Para intentar transmitir mejor la idea, comentaré una frase que esperaba en actitud de apronte, me parece, en los Cuadernos en octava de Kafka. De repente, en medio de la retahíla de fragmentos, leo: “El alivio de los años.” Una verdadera bomba atómica, se diría. Lo primero que me viene a la cabeza, por esto del lenguaje, es preguntarme si esta declaración sonaba igual en el idioma original, pero ese raciocinio es el mismo que si me preguntara si el autor verdaderamente estaba consciente de lo que declaró. Ninguno de estos análisis tiene importancia para el propósito que planteo; lo que aquí interesa es el efecto, la consecuencia de esa literatura fragmentaria.
El lenguaje es lo suficientemente anchuroso como para transportar consigo verdaderas arcas de Noé, capaces de procrear, es decir, engendrar nueva vida, nuevas estructuras vitales; gracias al caldo de cultivo, que también espera en el alma del lector. Esto provocará más tarde, si del poeta se trata, una cosecha inesperada.

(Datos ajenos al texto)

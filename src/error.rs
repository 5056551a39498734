/*
 * Responsibility
 * - HTTP-facing error type (AppError) shared by middleware and handlers
 * - IntoResponse: stable error code + status, JSON body `{code, message, status}`
 * - Storage errors (CacheError) surface as store_unavailable, never as a denial
 */
use axum::{
    Json,
    http::StatusCode,
    response::{IntoResponse, Response},
};
use serde::Serialize;
use thiserror::Error;

use crate::services::cache::CacheError;

#[derive(Debug, Serialize)]
pub struct ErrorBody {
    pub code: &'static str,
    pub message: String,
    pub status: u16,
}

#[derive(Debug, Error)]
pub enum AppError {
    #[error("Authorization header missing.")]
    MissingToken,
    #[error("Invalid Authorization header.")]
    InvalidToken,
    #[error("The supplied token is disabled.")]
    TokenDisabled,
    #[error("The supplied token is not authorized.")]
    TokenForbidden,
    #[error("storage backend unavailable")]
    StoreUnavailable(#[from] CacheError),
    #[error("{resource} not found.")]
    NotFound { resource: &'static str },
}

impl AppError {
    pub fn not_found(resource: &'static str) -> Self {
        Self::NotFound { resource }
    }

    pub fn code(&self) -> &'static str {
        match self {
            AppError::MissingToken => "missing_token",
            AppError::InvalidToken => "invalid_token",
            AppError::TokenDisabled => "token_disabled",
            AppError::TokenForbidden => "token_forbidden",
            AppError::StoreUnavailable(_) => "store_unavailable",
            AppError::NotFound { .. } => "not_found",
        }
    }

    pub fn status(&self) -> StatusCode {
        match self {
            AppError::MissingToken | AppError::InvalidToken => StatusCode::UNAUTHORIZED,
            AppError::TokenDisabled | AppError::TokenForbidden => StatusCode::FORBIDDEN,
            AppError::StoreUnavailable(_) => StatusCode::INTERNAL_SERVER_ERROR,
            AppError::NotFound { .. } => StatusCode::NOT_FOUND,
        }
    }
}

impl IntoResponse for AppError {
    fn into_response(self) -> Response {
        let status = self.status();

        if let AppError::StoreUnavailable(err) = &self {
            // The backend detail stays in the logs.
            tracing::error!(error = %err, "store unavailable");
        }

        let body = ErrorBody {
            code: self.code(),
            message: self.to_string(),
            status: status.as_u16(),
        };

        (status, Json(body)).into_response()
    }
}
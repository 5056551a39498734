/*
 * Responsibility
 * - GET /health (疎通用, 認証なし)
 * - Still passes through the rate headers layer (anonymous bucket)
 */
use axum::{Json, http::StatusCode, response::IntoResponse};
use serde_json::json;

pub async fn health() -> impl IntoResponse {
    (StatusCode::OK, Json(json!({"status": "ok"})))
}
pub mod auth_ctx;

pub use auth_ctx::{AuthCtx, AuthCtxExtractor};
/*
 * Responsibility
 * - Fixed-window rate accounting per identity (hashed token or anonymous)
 * - Bucket persistence over the cache layer
 */
pub mod bucket;
pub mod limiter;
pub mod locks;
pub mod store;

pub use bucket::{Identity, RateBucket};
pub use limiter::{RateLimiter, RatePolicy};
pub use store::{BucketStore, CacheBucketStore};
//! Node assembly: wires configuration, keys, the engine and the worker

use crate::config::NodeConfig;
use crate::metrics::{CreationMetrics, MetricsServer};
use crate::worker::{CreationWorker, CreatorHandle};
use braid_core::event::GossipEvent;
use braid_core::roster::Roster;
use braid_crypto::KeyPair;
use braid_engine::creator::TipsetEventCreator;
use braid_engine::pool::{PendingTransactionQueue, TransactionPool};
use braid_engine::rules::{
    AggregateCreationRule, IntakeBackpressureRule, MaxCreationRateRule, PlatformStatus,
    PlatformStatusHandle, PlatformStatusRule, ReconnectSafetyRule, StartupFreezeRule,
};
use braid_engine::time::{SystemTimeSource, TimeSource};
use rand::SeedableRng;
use std::sync::atomic::{AtomicU64, Ordering};
use std::sync::Arc;
use tokio::sync::mpsc;

/// A running Braid node: the creation worker plus the shared handles the
/// surrounding layers use to talk to it.
///
/// Must be started inside a tokio runtime.
pub struct BraidNode {
    handle: CreatorHandle,
    events: mpsc::Receiver<GossipEvent>,
    pool: PendingTransactionQueue,
    status: PlatformStatusHandle,
    metrics: Arc<CreationMetrics>,
    latest_reconnect_round: Arc<AtomicU64>,
    latest_saved_round: Arc<AtomicU64>,
    worker: tokio::task::JoinHandle<()>,
}

impl BraidNode {
    pub fn start(config: NodeConfig, keypair: KeyPair, roster: Arc<Roster>) -> anyhow::Result<Self> {
        let metrics = Arc::new(CreationMetrics::new()?);
        let time: Arc<dyn TimeSource> = Arc::new(SystemTimeSource);
        let pool = PendingTransactionQueue::new(config.creation.transaction_batch_limit);
        let status = PlatformStatusHandle::new(PlatformStatus::Starting);
        let latest_reconnect_round = Arc::new(AtomicU64::new(0));
        let latest_saved_round = Arc::new(AtomicU64::new(0));

        let (handle, mailbox) = CreatorHandle::channel(config.creation.command_queue_capacity);

        let system_pending = {
            let pool = pool.clone();
            move || pool.has_system_transactions()
        };
        let gate = AggregateCreationRule::new(vec![
            Box::new(PlatformStatusRule::new(
                status.clone(),
                Box::new(system_pending),
            )),
            Box::new(StartupFreezeRule::new(
                time.clone(),
                config.creation.startup_freeze().as_nanos() as i64,
            )),
            Box::new(IntakeBackpressureRule::new(
                handle.queue_depth(),
                config.creation.intake_queue_limit,
            )),
            Box::new(MaxCreationRateRule::new(
                time.clone(),
                config.creation.max_creation_rate,
            )),
            Box::new(ReconnectSafetyRule::new(
                latest_reconnect_round.clone(),
                latest_saved_round.clone(),
            )),
        ]);

        let creator = TipsetEventCreator::new(
            keypair.node_id(),
            roster,
            config.creation.engine.clone(),
            Box::new(keypair),
            Box::new(pool.clone()),
            time,
            Box::new(rand::rngs::StdRng::from_entropy()),
        );

        let (events_tx, events) = mpsc::channel(1024);
        let worker = CreationWorker::new(
            creator,
            Box::new(gate),
            mailbox,
            events_tx,
            config.creation.attempt_interval(),
            metrics.clone(),
        )
        .spawn();

        if config.metrics.enabled {
            let server = MetricsServer::new(config.metrics.clone(), metrics.clone());
            tokio::spawn(async move {
                if let Err(error) = server.run().await {
                    tracing::error!(%error, "metrics server failed");
                }
            });
        }

        Ok(Self {
            handle,
            events,
            pool,
            status,
            metrics,
            latest_reconnect_round,
            latest_saved_round,
            worker,
        })
    }

    /// Command sender for gossip intake and threshold updates
    pub fn handle(&self) -> CreatorHandle {
        self.handle.clone()
    }

    /// Transaction submission side of the pool
    pub fn transaction_pool(&self) -> PendingTransactionQueue {
        self.pool.clone()
    }

    /// Lifecycle status control
    pub fn status(&self) -> PlatformStatusHandle {
        self.status.clone()
    }

    pub fn metrics(&self) -> Arc<CreationMetrics> {
        self.metrics.clone()
    }

    /// Next event created by this node, to be gossiped out
    pub async fn next_event(&mut self) -> Option<GossipEvent> {
        self.events.recv().await
    }

    /// Record the round learned during a reconnect; creation stays blocked
    /// until a state at or past it has been saved
    pub fn record_reconnect_round(&self, round: u64) {
        self.latest_reconnect_round.store(round, Ordering::Relaxed);
    }

    /// Record the newest locally saved state round
    pub fn record_saved_round(&self, round: u64) {
        self.latest_saved_round.store(round, Ordering::Relaxed);
    }

    /// Stop the worker by closing its command channel and wait for it to
    /// wind down. Pending commands are processed first.
    pub async fn shutdown(self) {
        drop(self.handle);
        drop(self.events);
        let _ = self.worker.await;
    }
}

#[cfg(test)]
mod tests {
    use super::*;
    use crate::config::NodeConfig;
    use tokio::time::{timeout, Duration};

    fn fast_config() -> NodeConfig {
        let mut config = NodeConfig::default();
        config.creation.attempt_interval_ms = 5;
        config.creation.startup_freeze_seconds = 0;
        config.metrics.enabled = false;
        config
    }

    fn two_node_roster(keypair: &KeyPair) -> Arc<Roster> {
        let peer = KeyPair::from_seed([99u8; 32]);
        Arc::new(
            Roster::with_equal_weights(vec![keypair.node_id(), peer.node_id()], 1).unwrap(),
        )
    }

    #[tokio::test(start_paused = true)]
    async fn test_node_creates_genesis_with_transactions() {
        let keypair = KeyPair::from_seed([1u8; 32]);
        let roster = two_node_roster(&keypair);
        let mut node = BraidNode::start(fast_config(), keypair, roster).unwrap();

        node.transaction_pool().submit(b"hello".to_vec());
        node.status().set(PlatformStatus::Active);

        let event = timeout(Duration::from_secs(5), node.next_event())
            .await
            .unwrap()
            .unwrap();
        assert_eq!(event.generation(), 0);
        assert_eq!(event.transactions(), &[b"hello".to_vec()]);
    }

    #[tokio::test(start_paused = true)]
    async fn test_node_blocked_while_starting() {
        let keypair = KeyPair::from_seed([1u8; 32]);
        let roster = two_node_roster(&keypair);
        let mut node = BraidNode::start(fast_config(), keypair, roster).unwrap();

        // Status stays Starting: nothing may be created
        tokio::time::sleep(Duration::from_millis(100)).await;
        assert!(node.events.try_recv().is_err());
        assert!(node.metrics().cycles_denied.get() > 0);
    }

    #[tokio::test(start_paused = true)]
    async fn test_shutdown_completes() {
        let keypair = KeyPair::from_seed([1u8; 32]);
        let roster = two_node_roster(&keypair);
        let node = BraidNode::start(fast_config(), keypair, roster).unwrap();

        timeout(Duration::from_secs(5), node.shutdown())
            .await
            .unwrap();
    }
}
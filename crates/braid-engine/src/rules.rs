//! Creation-permission rules
//!
//! Before every creation cycle the worker asks an aggregate rule whether
//! creating an event is currently allowed. Rules are pure go/no-go checks
//! over shared counters and flags; they never error and never block.

use crate::time::TimeSource;
use parking_lot::RwLock;
use std::sync::atomic::{AtomicU64, AtomicUsize, Ordering};
use std::sync::Arc;

/// Lifecycle phase of the node, as seen by the creation gate
#[derive(Clone, Copy, Debug, PartialEq, Eq)]
pub enum PlatformStatus {
    Starting,
    Active,
    Checking,
    Freezing,
    FreezeComplete,
    Behind,
}

/// Clonable handle to the node's current status
#[derive(Clone, Debug)]
pub struct PlatformStatusHandle {
    status: Arc<RwLock<PlatformStatus>>,
}

impl PlatformStatusHandle {
    pub fn new(initial: PlatformStatus) -> Self {
        Self {
            status: Arc::new(RwLock::new(initial)),
        }
    }

    pub fn set(&self, status: PlatformStatus) {
        *self.status.write() = status;
    }

    pub fn get(&self) -> PlatformStatus {
        *self.status.read()
    }
}

/// A single go/no-go check consulted before each creation cycle
pub trait CreationRule: Send {
    fn permits_creation(&mut self) -> bool;

    /// Notification that an event was actually created this cycle
    fn on_event_created(&mut self) {}
}

/// Conjunction of rules: creation is allowed only when every rule agrees.
/// Evaluation short-circuits on the first refusal.
pub struct AggregateCreationRule {
    rules: Vec<Box<dyn CreationRule>>,
}

impl AggregateCreationRule {
    pub fn new(rules: Vec<Box<dyn CreationRule>>) -> Self {
        Self { rules }
    }
}

impl CreationRule for AggregateCreationRule {
    fn permits_creation(&mut self) -> bool {
        self.rules.iter_mut().all(|rule| rule.permits_creation())
    }

    fn on_event_created(&mut self) {
        for rule in &mut self.rules {
            rule.on_event_created();
        }
    }
}

/// Gate on the node's lifecycle status.
///
/// Active and Checking permit creation. Freezing permits creation only
/// while system transactions (state signatures) still need to go out, so
/// the freeze state can gather its signatures. Everything else denies.
pub struct PlatformStatusRule {
    status: PlatformStatusHandle,
    system_transactions_pending: Box<dyn Fn() -> bool + Send>,
}

impl PlatformStatusRule {
    pub fn new(
        status: PlatformStatusHandle,
        system_transactions_pending: Box<dyn Fn() -> bool + Send>,
    ) -> Self {
        Self {
            status,
            system_transactions_pending,
        }
    }
}

impl CreationRule for PlatformStatusRule {
    fn permits_creation(&mut self) -> bool {
        match self.status.get() {
            PlatformStatus::Active | PlatformStatus::Checking => true,
            PlatformStatus::Freezing => (self.system_transactions_pending)(),
            PlatformStatus::Starting | PlatformStatus::FreezeComplete | PlatformStatus::Behind => {
                false
            }
        }
    }
}

/// Deny creation for a fixed window after startup, giving gossip a chance
/// to catch the node up before it starts publishing.
pub struct StartupFreezeRule {
    time: Arc<dyn TimeSource>,
    permitted_after: i64,
}

impl StartupFreezeRule {
    pub fn new(time: Arc<dyn TimeSource>, freeze_duration_nanos: i64) -> Self {
        let permitted_after = time.now_nanos().saturating_add(freeze_duration_nanos);
        Self {
            time,
            permitted_after,
        }
    }
}

impl CreationRule for StartupFreezeRule {
    fn permits_creation(&mut self) -> bool {
        self.time.now_nanos() >= self.permitted_after
    }
}

/// Deny creation while the inbound event queue is backed up. Creating
/// events while behind on intake only widens the gap.
pub struct IntakeBackpressureRule {
    queue_depth: Arc<AtomicUsize>,
    /// Zero disables the rule
    limit: usize,
}

impl IntakeBackpressureRule {
    pub fn new(queue_depth: Arc<AtomicUsize>, limit: usize) -> Self {
        Self { queue_depth, limit }
    }
}

impl CreationRule for IntakeBackpressureRule {
    fn permits_creation(&mut self) -> bool {
        self.limit == 0 || self.queue_depth.load(Ordering::Relaxed) < self.limit
    }
}

/// Token-bucket cap on the event creation rate. Inactive unless a positive
/// maximum rate is configured. Capacity is one token: no bursting.
pub struct MaxCreationRateRule {
    time: Arc<dyn TimeSource>,
    max_per_second: f64,
    tokens: f64,
    last_refill: i64,
}

impl MaxCreationRateRule {
    pub fn new(time: Arc<dyn TimeSource>, max_per_second: f64) -> Self {
        let last_refill = time.now_nanos();
        Self {
            time,
            max_per_second,
            tokens: 1.0,
            last_refill,
        }
    }

    fn refill(&mut self) {
        let now = self.time.now_nanos();
        let elapsed_seconds = (now - self.last_refill).max(0) as f64 / 1e9;
        self.tokens = (self.tokens + elapsed_seconds * self.max_per_second).min(1.0);
        self.last_refill = now;
    }
}

impl CreationRule for MaxCreationRateRule {
    fn permits_creation(&mut self) -> bool {
        if self.max_per_second <= 0.0 {
            return true;
        }
        self.refill();
        self.tokens >= 1.0
    }

    fn on_event_created(&mut self) {
        if self.max_per_second > 0.0 {
            self.tokens = (self.tokens - 1.0).max(0.0);
        }
    }
}

/// After a reconnect, deny creation until the state learned during the
/// reconnect has been saved locally. Creating events against an unsaved
/// state risks contradicting them after a crash.
pub struct ReconnectSafetyRule {
    latest_reconnect_round: Arc<AtomicU64>,
    latest_saved_round: Arc<AtomicU64>,
}

impl ReconnectSafetyRule {
    pub fn new(
        latest_reconnect_round: Arc<AtomicU64>,
        latest_saved_round: Arc<AtomicU64>,
    ) -> Self {
        Self {
            latest_reconnect_round,
            latest_saved_round,
        }
    }
}

impl CreationRule for ReconnectSafetyRule {
    fn permits_creation(&mut self) -> bool {
        self.latest_reconnect_round.load(Ordering::Relaxed)
            <= self.latest_saved_round.load(Ordering::Relaxed)
    }
}
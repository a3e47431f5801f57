//! Key management for Braid nodes
//!
//! Events are signed with Ed25519. The node identity is the BLAKE3 hash of
//! the verifying key, so signatures and roster membership share one keypair.

use braid_core::types::NodeId;
use ed25519_dalek::{Signature, Signer, SigningKey, Verifier, VerifyingKey};
use rand::RngCore;

/// Complete keypair for a node
pub struct KeyPair {
    signing: SigningKey,
    verifying: VerifyingKey,
}

impl KeyPair {
    /// Generate a new random keypair
    pub fn generate() -> Self {
        let mut seed = [0u8; 32];
        rand::rngs::OsRng.fill_bytes(&mut seed);
        Self::from_seed(seed)
    }

    /// Deterministically derive a keypair from a 32-byte seed
    pub fn from_seed(seed: [u8; 32]) -> Self {
        let signing = SigningKey::from_bytes(&seed);
        let verifying = signing.verifying_key();
        Self { signing, verifying }
    }

    /// Node ID derived from the verifying key
    pub fn node_id(&self) -> NodeId {
        NodeId::from_public_key(self.verifying.as_bytes())
    }

    pub fn public_key_bytes(&self) -> [u8; 32] {
        self.verifying.to_bytes()
    }

    /// Sign a message, returning the 64-byte Ed25519 signature
    pub fn sign(&self, message: &[u8]) -> [u8; 64] {
        self.signing.sign(message).to_bytes()
    }

    /// Verify a signature produced by this keypair
    pub fn verify(&self, message: &[u8], signature: &[u8]) -> bool {
        let Ok(signature) = Signature::from_slice(signature) else {
            return false;
        };
        self.verifying.verify(message, &signature).is_ok()
    }
}

/// Verify a signature against a raw verifying key
pub fn verify_with_key(public_key: &[u8; 32], message: &[u8], signature: &[u8]) -> bool {
    let Ok(key) = VerifyingKey::from_bytes(public_key) else {
        return false;
    };
    let Ok(signature) = Signature::from_slice(signature) else {
        return false;
    };
    key.verify(message, &signature).is_ok()
}

#[cfg(test)]
mod tests {
    use super::*;

    #[test]
    fn test_sign_and_verify() {
        let keypair = KeyPair::generate();
        let message = b"event body digest";

        let signature = keypair.sign(message);
        assert!(keypair.verify(message, &signature));
        assert!(!keypair.verify(b"tampered", &signature));
    }

    #[test]
    fn test_verify_with_raw_key() {
        let keypair = KeyPair::from_seed([9u8; 32]);
        let signature = keypair.sign(b"msg");

        assert!(verify_with_key(&keypair.public_key_bytes(), b"msg", &signature));
        assert!(!verify_with_key(&keypair.public_key_bytes(), b"msg", &[0u8; 10]));
    }

    #[test]
    fn test_node_id_is_stable_for_seed() {
        let a = KeyPair::from_seed([1u8; 32]);
        let b = KeyPair::from_seed([1u8; 32]);
        let c = KeyPair::from_seed([2u8; 32]);

        assert_eq!(a.node_id(), b.node_id());
        assert_ne!(a.node_id(), c.node_id());
    }
}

Roberto Juarroz, al hablar de los aforismos de Antonio Porchia, afirma que en la poesía, en la literatura, en el arte, en la filosofía, hay una vanguardia permanente que no consiste en la ruptura o la experimentación primordialmente exterior, ni tampoco en el trastrueque intempestivo e insólito de las formas, sino en una penetración cada vez más aguda e inteligente, en una constante profundización, sin atenuantes ni pretextos, en la sustancia misma de la realidad y en la de su expresión, creación o invención siempre renovada. Y en ese contexto coloca la obra de Porchia, como ceñida y personalísima, y como una prueba testimonial de esa vanguardia permanente que aventura llamar vanguardia interior.
Y he querido sacar a colación a Antonio Porchia para hablar de su libro de aforismos, que no es otra cosa que un mar de textos fragmentarios, como si cada uno fuese parte de otros textos más amplios, que hablaban de otras cosas; pero que dejaron en el naufragio, esta vez en la escritura, estos fragmentos. Estoy hablando, naturalmente, del único libro que escribió, Voces, título puesto con la intención de nombrar a sus aforismos, y esto es adecuado, en la medida en que son una multiplicidad de alter ego los que los pronuncian. Estos aforismos aparecen a veces afines, otros contradictorios, y otros con una provocación infinita. Obligando, sin duda, a una lectura que debe ser necesariamente fragmentaria. En este caso, el cultivo no se producirá sino como segmento, y así el lector tomará aforismo por aforismo, según lo que produce. Algunos de ellos, seguramente irán a depositarse bajo el puente Einsten-Rosen. Espacio donde toda ayuda es necesaria. Aunque incluso sin ella debemos continuar, pues como también dijo el propio poeta Porchia, en uno de los poemas bajo el puente:” Nadie puede no ir más allá. Y más allá hay un abismo. Y cruzamos el puente…”.